Before he led a team of 24 agents in five cities with eXp Realty, he and his wife Sarah spent their time performing with Broadway tours and at Walt Disney World. But when the couple had their first of four kids, they were ready for more stability.

Today, Mark and Sarah have brought together their powerful presence and charisma to build a truly formidable real estate brand.

The Orlando Home Squad team closed $94 million in homes last year. And the key to their success has been their carefully crafted brand and super strong team.

Table of contents

  • From actors to agents: Determined to stand out
  • An epic approach to creating a memorable brand
  • 4 fundamentals of scaling a self-sufficient team
  • A hands-off approach to growth and accountability
  • Outsourcing to both people and processes

From actors to agents: Determined to stand out

As union performers at Disney, Mark and Sarah’s full-time work schedules meant they were actively performing for 20 hours each week.
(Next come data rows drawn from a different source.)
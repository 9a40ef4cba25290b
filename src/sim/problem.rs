//! The household scheduling problem handed to the evolutionary driver.

use std::sync::Arc;

use crate::devices::ProblemPart;
use crate::ea::{Chromosome, Evaluation, Problem, VariableEncoding, VariableLayout};
use crate::error::{EvaluationError, ProblemError};
use crate::random::RandomStream;
use crate::signals::SignalSnapshot;
use crate::sim::evaluator::{InputRouting, InterdependentSimulation, SimulationSetup};
use crate::sim::types::{EvaluationOutcome, FitnessWeights, Objectives, SimulationTiming};

/// Template parts plus everything needed to evaluate a chromosome against
/// them.
///
/// Parts are never stepped in place; every evaluation forks them, so one
/// problem can be evaluated from many threads at once.
#[derive(Debug, Clone)]
pub struct HouseholdProblem {
    parts: Vec<ProblemPart>,
    routing: InputRouting,
    layout: VariableLayout,
    signals: Arc<SignalSnapshot>,
    timing: SimulationTiming,
    weights: FitnessWeights,
    stream: RandomStream,
    keep_prediction: bool,
}

impl HouseholdProblem {
    /// Builds the variable layout from the parts in the given order.
    ///
    /// # Errors
    ///
    /// [`ProblemError::NoParts`] for an empty household, or a layout error
    /// when a part declares variables that do not fit `encoding`.
    pub fn new(
        parts: Vec<ProblemPart>,
        encoding: VariableEncoding,
        signals: Arc<SignalSnapshot>,
        timing: SimulationTiming,
        weights: FitnessWeights,
        stream: RandomStream,
    ) -> Result<Self, ProblemError> {
        if parts.is_empty() {
            return Err(ProblemError::NoParts);
        }
        let infos: Vec<_> = parts.iter().map(|p| p.variable_information(encoding)).collect();
        let layout = VariableLayout::new(encoding, parts.iter().map(ProblemPart::device_id).zip(&infos))?;
        let routing = InputRouting::new(&parts);
        Ok(Self {
            parts,
            routing,
            layout,
            signals,
            timing,
            weights,
            stream,
            keep_prediction: true,
        })
    }

    /// Disables prediction-driven behavior; such parts hold their
    /// observed value instead.
    pub fn with_keep_prediction(mut self, keep_prediction: bool) -> Self {
        self.keep_prediction = keep_prediction;
        self
    }

    pub fn parts(&self) -> &[ProblemPart] {
        &self.parts
    }

    pub fn timing(&self) -> SimulationTiming {
        self.timing
    }

    pub fn weights(&self) -> &FitnessWeights {
        &self.weights
    }

    /// Runs one full interdependent calculation for `chromosome`.
    pub fn simulate(&self, chromosome: &Chromosome, create_load_profile: bool) -> Result<EvaluationOutcome, EvaluationError> {
        let decoded = self.layout.decode(chromosome)?;
        let setup = SimulationSetup {
            timing: self.timing,
            signals: &self.signals,
            routing: &self.routing,
            stream: self.stream,
            create_load_profile,
            keep_prediction: self.keep_prediction,
        };
        let mut sim = InterdependentSimulation::initialize(setup, &self.parts, decoded);
        sim.run_to_end();
        sim.finalize()
    }

    /// Re-evaluates `chromosome` with load profiles recorded.
    pub fn schedules_for(&self, chromosome: &Chromosome) -> Result<EvaluationOutcome, EvaluationError> {
        self.simulate(chromosome, true)
    }
}

impl Problem for HouseholdProblem {
    type Auxiliary = EvaluationOutcome;

    fn layout(&self) -> &VariableLayout {
        &self.layout
    }

    fn objective_names(&self) -> &[&'static str] {
        &Objectives::NAMES
    }

    fn evaluate(&self, chromosome: &Chromosome) -> Evaluation<EvaluationOutcome> {
        let outcome = self.simulate(chromosome, false).unwrap_or_else(|e| {
            tracing::debug!(error = %e, "evaluation failed");
            EvaluationOutcome {
                objectives: Objectives::worst(),
                ..EvaluationOutcome::default()
            }
        });
        Evaluation {
            objectives: outcome.objectives.to_vec(),
            fitness: outcome.objectives.fitness(&self.weights),
            auxiliary: outcome,
        }
    }
}

#[cfg(test)]
mod tests {
    use super::*;
    use crate::devices::DeviceId;
    use crate::devices::battery::{Battery, BatteryParams};
    use crate::devices::pv::{Pv, PvParams};
    use crate::profile::Commodity;
    use crate::signals::{StepSeries, Tariff};

    fn problem(encoding: VariableEncoding) -> HouseholdProblem {
        let mut battery = ProblemPart::new(DeviceId::new("bat"), 0, Battery::new(BatteryParams::default(), 0.5));
        battery.recalculate_encoding(0, 3600);
        let pv = ProblemPart::new(DeviceId::new("pv"), 0, Pv::new(PvParams::default(), 0));
        let signals = SignalSnapshot::new().with_price(
            Commodity::ActivePower,
            StepSeries::constant(Tariff {
                import_per_kwh: 30.0,
                export_per_kwh: 8.0,
            }),
        );
        HouseholdProblem::new(
            vec![pv, battery],
            encoding,
            Arc::new(signals),
            SimulationTiming::new(0, 900, 3600).unwrap(),
            FitnessWeights::default(),
            RandomStream::new(3),
        )
        .unwrap()
    }

    #[test]
    fn empty_household_is_rejected() {
        let err = HouseholdProblem::new(
            Vec::new(),
            VariableEncoding::Binary,
            Arc::new(SignalSnapshot::new()),
            SimulationTiming::new(0, 900, 3600).unwrap(),
            FitnessWeights::default(),
            RandomStream::new(0),
        )
        .unwrap_err();
        assert!(matches!(err, ProblemError::NoParts));
    }

    #[test]
    fn layout_covers_only_controllable_parts() {
        let p = problem(VariableEncoding::Binary);
        assert_eq!(p.layout().len(), 8);
        assert_eq!(p.layout().slot(0), None);
        assert_eq!(p.layout().slot(1), Some(0..8));
    }

    #[test]
    fn wrong_length_gets_worst_fitness() {
        let p = problem(VariableEncoding::Binary);
        let e = p.evaluate(&Chromosome::Binary(vec![true; 3]));
        assert!(e.fitness.is_infinite());
        assert_eq!(e.objectives.len(), 3);
    }

    #[test]
    fn evaluation_is_repeatable() {
        let p = problem(VariableEncoding::Binary);
        let c = Chromosome::Binary(vec![false, true, false, true, false, false, true, false]);
        let a = p.evaluate(&c);
        let b = p.evaluate(&c);
        assert_eq!(a.fitness, b.fitness);
        assert!(a.auxiliary.schedules.is_empty());
    }

    #[test]
    fn charging_costs_more_than_idling() {
        let p = problem(VariableEncoding::Binary);
        let idle = p.evaluate(&Chromosome::Binary(vec![false; 8]));
        let charge = p.evaluate(&Chromosome::Binary(vec![false, true, false, true, false, true, false, true]));
        assert!(charge.objectives[0] > idle.objectives[0]);
    }

    #[test]
    fn winner_reevaluation_carries_schedules() {
        let p = problem(VariableEncoding::Binary);
        let outcome = p.schedules_for(&Chromosome::Binary(vec![false; 8])).unwrap();
        assert_eq!(outcome.schedules.len(), 2);
        assert_eq!(outcome.schedules[1].device_id, DeviceId::new("bat"));
    }
}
This gave them the ability to take steps to move into a field they’d long daydreamed about. 

That’s right, real estate. They each spent their free time getting their real estate licenses, and even joined a Keller Williams expansion team together.

While still employed full-time with Disney, Mark sold over 50 homes. And Sarah? She sold 27 homes (plus, gave birth to their first child!).

“It blew up. We were using sphere, I was doing FSBOs, I was doing some old school, some new school. At that point, I felt like I had a good hold of what my business was, even though I was still fairly new. I wanted to figure out how I fit into this real estate world.”

With the momentum building, Mark and Sarah changed brokerages to eXp Realty. From there, Mark drew inspiration from his experience auditioning to start building a real estate brand. 

Casting directors want to see what makes a performer special — actors have to both fit the role requirements and stand out. He knew real estate was the same.

An epic approach to creating a memorable brand

When a client started to refer to him as a “negotiation ninja,” the nickname became his first brand: The Real Estate Ninja.

Mark commissioned an artist to illustrate a cartoon character of himself and Sarah. She became the transaction coordinator — and her five-foot stature inspired her cartoon avatar, “The Tiny Closer.”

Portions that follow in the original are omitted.